● **Supplied material**:
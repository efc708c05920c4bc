use std::fs::File;
use std::io::{BufReader, BufWriter, Write};
use std::path::Path;

use byteorder::{LittleEndian, ReadBytesExt, WriteBytesExt};
use ndarray::Array3;

use crate::{SomError, SomResult};

/// Header of the binary image stream, four little-endian i32 values.
#[derive(Debug, Clone, Copy, PartialEq, Eq)]
pub struct ImageStreamHeader {
    pub number_of_images: usize,
    pub number_of_channels: usize,
    pub height: usize,
    pub width: usize,
}

impl ImageStreamHeader {
    pub fn image_len(&self) -> usize {
        self.number_of_channels * self.height * self.width
    }
}

/// Streaming reader over an image file; images are decoded one at a time.
pub struct ImageStreamReader {
    reader: BufReader<File>,
    header: ImageStreamHeader,
    remaining: usize,
}

impl ImageStreamReader {
    pub fn open(path: impl AsRef<Path>) -> SomResult<Self> {
        let mut reader = BufReader::new(File::open(path)?);
        let number_of_images = read_dim(&mut reader, "numberOfImages")?;
        let number_of_channels = read_dim(&mut reader, "numberOfChannels")?;
        let height = read_dim(&mut reader, "height")?;
        let width = read_dim(&mut reader, "width")?;
        let header = ImageStreamHeader {
            number_of_images,
            number_of_channels,
            height,
            width,
        };
        Ok(Self {
            reader,
            header,
            remaining: header.number_of_images,
        })
    }

    pub fn header(&self) -> &ImageStreamHeader {
        &self.header
    }

    fn read_image(&mut self) -> SomResult<Array3<f32>> {
        let mut data = vec![0.0f32; self.header.image_len()];
        self.reader.read_f32_into::<LittleEndian>(&mut data)?;
        let image = Array3::from_shape_vec(
            (
                self.header.number_of_channels,
                self.header.height,
                self.header.width,
            ),
            data,
        )
        .expect("image buffer matches the header shape");
        Ok(image)
    }
}

impl Iterator for ImageStreamReader {
    type Item = SomResult<Array3<f32>>;

    fn next(&mut self) -> Option<Self::Item> {
        if self.remaining == 0 {
            return None;
        }
        self.remaining -= 1;
        Some(self.read_image())
    }
}

/// Write a full image stream; all images must share one shape.
pub fn write_image_stream(path: impl AsRef<Path>, images: &[Array3<f32>]) -> SomResult<()> {
    let first = images.first().ok_or_else(|| {
        SomError::InvariantViolation("image stream must contain at least one image".into())
    })?;
    let (channels, height, width) = first.dim();

    let mut writer = BufWriter::new(File::create(path)?);
    writer.write_i32::<LittleEndian>(images.len() as i32)?;
    writer.write_i32::<LittleEndian>(channels as i32)?;
    writer.write_i32::<LittleEndian>(height as i32)?;
    writer.write_i32::<LittleEndian>(width as i32)?;

    for image in images {
        if image.dim() != (channels, height, width) {
            return Err(SomError::InvariantViolation(
                "all images in a stream must have the same shape".into(),
            ));
        }
        let data = image
            .as_slice()
            .ok_or_else(|| SomError::InvariantViolation("image is not contiguous".into()))?;
        for &value in data {
            writer.write_f32::<LittleEndian>(value)?;
        }
    }
    writer.flush()?;
    Ok(())
}

/// Header of the binary SOM file, six little-endian i32 values
/// (the neuron edge length is written twice).
#[derive(Debug, Clone, Copy, PartialEq, Eq)]
pub struct SomFileHeader {
    pub number_of_channels: usize,
    pub width: usize,
    pub height: usize,
    pub depth: usize,
    pub neuron_dim: usize,
}

pub fn write_som_file(
    path: impl AsRef<Path>,
    header: &SomFileHeader,
    data: &[f32],
) -> SomResult<()> {
    let mut writer = BufWriter::new(File::create(path)?);
    writer.write_i32::<LittleEndian>(header.number_of_channels as i32)?;
    writer.write_i32::<LittleEndian>(header.width as i32)?;
    writer.write_i32::<LittleEndian>(header.height as i32)?;
    writer.write_i32::<LittleEndian>(header.depth as i32)?;
    writer.write_i32::<LittleEndian>(header.neuron_dim as i32)?;
    writer.write_i32::<LittleEndian>(header.neuron_dim as i32)?;
    for &value in data {
        writer.write_f32::<LittleEndian>(value)?;
    }
    writer.flush()?;
    Ok(())
}

/// Read a SOM payload, verifying every header field against `expected`.
pub fn read_som_file(
    path: impl AsRef<Path>,
    expected: &SomFileHeader,
    payload_len: usize,
) -> SomResult<Vec<f32>> {
    let mut reader = BufReader::new(File::open(path)?);
    check_dim(&mut reader, "numberOfChannels", expected.number_of_channels)?;
    check_dim(&mut reader, "somWidth", expected.width)?;
    check_dim(&mut reader, "somHeight", expected.height)?;
    check_dim(&mut reader, "somDepth", expected.depth)?;
    check_dim(&mut reader, "neuronDim", expected.neuron_dim)?;
    check_dim(&mut reader, "neuronDim", expected.neuron_dim)?;

    let mut data = vec![0.0f32; payload_len];
    reader.read_f32_into::<LittleEndian>(&mut data)?;
    Ok(data)
}

fn read_dim(reader: &mut impl ReadBytesExt, field: &'static str) -> SomResult<usize> {
    let value = reader.read_i32::<LittleEndian>()?;
    if value <= 0 {
        return Err(SomError::InvariantViolation(format!(
            "image stream header field {field} must be positive, got {value}"
        )));
    }
    Ok(value as usize)
}

fn check_dim(
    reader: &mut impl ReadBytesExt,
    field: &'static str,
    expected: usize,
) -> SomResult<()> {
    let found = reader.read_i32::<LittleEndian>()?;
    if found as i64 != expected as i64 {
        return Err(SomError::DimensionMismatch {
            field,
            expected: expected as i64,
            found: found as i64,
        });
    }
    Ok(())
}
#![deny(
    unsafe_code,
    missing_docs,
    dead_code,
    unused_results,
    non_snake_case,
    unreachable_pub
)]

//! Wave composition: turns fractional archetype weights into an exact,
//! shuffled list of spawn instructions.

use std::num::NonZeroU32;

use hive_invasion_core::{
    Archetype, ArchetypeWeights, SpawnItem, WaveSpec, ARCHETYPE_COUNT,
};
use rand::{seq::SliceRandom, Rng, SeedableRng};
use rand_chacha::ChaCha8Rng;
use thiserror::Error;

/// Inclusive size range for swarm clusters.
#[derive(Clone, Copy, Debug, PartialEq, Eq, Hash)]
pub struct SwarmBounds {
    min: NonZeroU32,
    max: NonZeroU32,
}

impl SwarmBounds {
    /// Clusters of three to six swarm units.
    pub const STANDARD: SwarmBounds = SwarmBounds {
        min: match NonZeroU32::new(3) {
            Some(value) => value,
            None => NonZeroU32::MIN,
        },
        max: match NonZeroU32::new(6) {
            Some(value) => value,
            None => NonZeroU32::MIN,
        },
    };

    /// Validates and creates a cluster size range.
    pub fn new(min: u32, max: u32) -> Result<Self, SwarmBoundsError> {
        let min_nz = NonZeroU32::new(min).ok_or(SwarmBoundsError::ZeroMinimum)?;
        if max < min {
            return Err(SwarmBoundsError::Inverted { min, max });
        }
        let max_nz = NonZeroU32::new(max).ok_or(SwarmBoundsError::ZeroMinimum)?;
        Ok(Self {
            min: min_nz,
            max: max_nz,
        })
    }

    /// Smallest nominal cluster size.
    #[must_use]
    pub const fn min(&self) -> u32 {
        self.min.get()
    }

    /// Largest cluster size.
    #[must_use]
    pub const fn max(&self) -> u32 {
        self.max.get()
    }
}

impl Default for SwarmBounds {
    fn default() -> Self {
        Self::STANDARD
    }
}

/// Reasons a [`SwarmBounds`] may be rejected.
#[derive(Clone, Copy, Debug, PartialEq, Eq, Error)]
pub enum SwarmBoundsError {
    /// Clusters must contain at least one unit.
    #[error("swarm cluster minimum must be at least 1")]
    ZeroMinimum,
    /// The maximum is smaller than the minimum.
    #[error("swarm cluster maximum {max} is below minimum {min}")]
    Inverted {
        /// Requested minimum.
        min: u32,
        /// Requested maximum.
        max: u32,
    },
}

/// Integer unit counts per archetype produced by the allocation step.
#[derive(Clone, Copy, Debug, Default, PartialEq, Eq, Hash)]
pub struct ArchetypeCounts {
    counts: [u32; ARCHETYPE_COUNT],
}

impl ArchetypeCounts {
    /// Creates a count vector in [`Archetype::ALL`] order.
    #[must_use]
    pub const fn new(scout: u32, armored: u32, ranged: u32, swarm: u32) -> Self {
        Self {
            counts: [scout, armored, ranged, swarm],
        }
    }

    /// Units allocated to the archetype.
    #[must_use]
    pub const fn get(&self, archetype: Archetype) -> u32 {
        self.counts[archetype.index()]
    }

    /// Total units across every archetype.
    #[must_use]
    pub fn total(&self) -> u32 {
        self.counts.iter().sum()
    }
}

/// Apportions `enemy_count` units across archetypes with the largest-remainder
/// method.
///
/// Weights are normalized first; an all-zero vector sends every unit to the
/// first archetype. Leftover units go one at a time to the largest fractional
/// remainder, ties resolved toward the lower archetype index. A remainder
/// that received a unit is replaced by a strictly decreasing sentinel, so an
/// archetype is picked twice only after every other remainder was consumed.
#[must_use]
pub fn allocate_counts(weights: &ArchetypeWeights, enemy_count: u32) -> ArchetypeCounts {
    let raw = weights.as_array().map(|weight| weight.max(0.0));
    let sum: f64 = raw.iter().sum();
    let normalized = if sum > 0.0 {
        raw.map(|weight| weight / sum)
    } else {
        let mut fallback = [0.0; ARCHETYPE_COUNT];
        fallback[0] = 1.0;
        fallback
    };

    let total = f64::from(enemy_count);
    let mut counts = [0u32; ARCHETYPE_COUNT];
    let mut remainders = [0f64; ARCHETYPE_COUNT];
    for index in 0..ARCHETYPE_COUNT {
        let exact = normalized[index] * total;
        let base = exact.floor();
        counts[index] = base as u32;
        remainders[index] = exact - base;
    }

    let allocated: u32 = counts.iter().sum();
    debug_assert!(allocated <= enemy_count, "floors never exceed the total");
    let remaining = enemy_count.saturating_sub(allocated);

    let mut sentinel = -1.0;
    for _ in 0..remaining {
        let mut best = 0;
        for index in 1..ARCHETYPE_COUNT {
            if remainders[index] > remainders[best] {
                best = index;
            }
        }
        counts[best] += 1;
        remainders[best] = sentinel;
        sentinel -= 1.0;
    }

    ArchetypeCounts { counts }
}

/// Splits `total` swarm units into clusters.
///
/// Totals below the minimum form a single undersized cluster. Otherwise
/// clusters of random size in `[min, max]` are drawn until at most `max`
/// units remain, which form the final cluster; that final cluster may be
/// smaller than `min`.
pub fn partition_swarm<R>(total: u32, bounds: SwarmBounds, rng: &mut R) -> Vec<NonZeroU32>
where
    R: Rng + ?Sized,
{
    let Some(total_nz) = NonZeroU32::new(total) else {
        return Vec::new();
    };
    if total < bounds.min() {
        return vec![total_nz];
    }

    let mut groups = Vec::new();
    let mut remaining = total;
    while let Some(remaining_nz) = NonZeroU32::new(remaining) {
        if remaining <= bounds.max() {
            groups.push(remaining_nz);
            break;
        }
        let size = rng.gen_range(bounds.min()..=bounds.max());
        groups.push(NonZeroU32::new(size).unwrap_or(NonZeroU32::MIN));
        remaining -= size;
    }
    groups
}

/// Configuration parameters required to construct the wave composer.
#[derive(Clone, Copy, Debug)]
pub struct Config {
    rng_seed: u64,
    swarm_bounds: SwarmBounds,
}

impl Config {
    /// Creates a new configuration using the provided seed and cluster bounds.
    #[must_use]
    pub const fn new(rng_seed: u64, swarm_bounds: SwarmBounds) -> Self {
        Self {
            rng_seed,
            swarm_bounds,
        }
    }
}

/// System that composes waves into shuffled spawn instructions.
#[derive(Debug)]
pub struct WaveComposer {
    rng: ChaCha8Rng,
    swarm_bounds: SwarmBounds,
}

impl WaveComposer {
    /// Creates a new composer using the supplied configuration.
    #[must_use]
    pub fn new(config: Config) -> Self {
        Self {
            rng: ChaCha8Rng::seed_from_u64(config.rng_seed),
            swarm_bounds: config.swarm_bounds,
        }
    }

    /// Cluster bounds applied to the swarm archetype.
    #[must_use]
    pub fn swarm_bounds(&self) -> SwarmBounds {
        self.swarm_bounds
    }

    /// Produces the spawn instructions for a wave.
    ///
    /// The instruction counts always sum to the wave's enemy count.
    #[must_use]
    pub fn compose(&mut self, spec: &WaveSpec) -> Vec<SpawnItem> {
        let mut items = Vec::new();
        self.compose_into(spec, &mut items);
        items
    }

    /// Produces the spawn instructions for a wave into `out`.
    ///
    /// The output buffer is cleared before populating it.
    pub fn compose_into(&mut self, spec: &WaveSpec, out: &mut Vec<SpawnItem>) {
        out.clear();
        let counts = allocate_counts(spec.weights(), spec.enemy_count());

        for archetype in [Archetype::Scout, Archetype::Armored, Archetype::Ranged] {
            let count = counts.get(archetype) as usize;
            out.extend(std::iter::repeat(SpawnItem::Single(archetype)).take(count));
        }

        let swarm = counts.get(Archetype::Swarm);
        let groups = partition_swarm(swarm, self.swarm_bounds, &mut self.rng);
        out.extend(groups.into_iter().map(SpawnItem::SwarmGroup));

        out.shuffle(&mut self.rng);
    }
}

#[cfg(test)]
mod tests {
    use super::*;

    #[test]
    fn zero_weights_fall_back_to_first_archetype() {
        let counts = allocate_counts(&ArchetypeWeights::new(0.0, 0.0, 0.0, 0.0), 5);
        assert_eq!(counts, ArchetypeCounts::new(5, 0, 0, 0));
    }

    #[test]
    fn unnormalized_weights_are_normalized() {
        let counts = allocate_counts(&ArchetypeWeights::new(2.0, 2.0, 0.0, 0.0), 6);
        assert_eq!(counts, ArchetypeCounts::new(3, 3, 0, 0));
    }

    #[test]
    fn equal_remainders_favour_lower_index() {
        let counts = allocate_counts(&ArchetypeWeights::new(1.0, 1.0, 1.0, 1.0), 6);
        assert_eq!(counts, ArchetypeCounts::new(2, 2, 1, 1));
    }

    #[test]
    fn leftover_units_go_to_distinct_largest_remainders() {
        // exact = {2.4, 0.8, 0.8, 0.0}
        let counts = allocate_counts(&ArchetypeWeights::new(0.6, 0.2, 0.2, 0.0), 4);
        assert_eq!(counts, ArchetypeCounts::new(2, 1, 1, 0));

        // exact = {1.9, 0.1, 0.0, 0.0}
        let counts = allocate_counts(&ArchetypeWeights::new(0.95, 0.05, 0.0, 0.0), 2);
        assert_eq!(counts, ArchetypeCounts::new(2, 0, 0, 0));
    }

    #[test]
    fn empty_wave_produces_no_items() {
        let spec = WaveSpec::new(1, 0, ArchetypeWeights::new(0.2, 0.2, 0.2, 0.4))
            .expect("valid wave");
        let mut composer = WaveComposer::new(Config::new(11, SwarmBounds::STANDARD));
        assert!(composer.compose(&spec).is_empty());
    }

    #[test]
    fn swarm_bounds_reject_invalid_ranges() {
        assert_eq!(SwarmBounds::new(0, 4), Err(SwarmBoundsError::ZeroMinimum));
        assert_eq!(
            SwarmBounds::new(5, 4),
            Err(SwarmBoundsError::Inverted { min: 5, max: 4 })
        );
        let bounds = SwarmBounds::new(3, 6).expect("valid bounds");
        assert_eq!(bounds, SwarmBounds::STANDARD);
    }
}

● **Task item**: Every line of the listing that holds the word "ReadBytesExt" is to be found and copied.

● **Answer to this task**:
use byteorder::{LittleEndian, ReadBytesExt, WriteBytesExt};
fn read_dim(reader: &mut impl ReadBytesExt, field: &'static str) -> SomResult<usize> {
    reader: &mut impl ReadBytesExt,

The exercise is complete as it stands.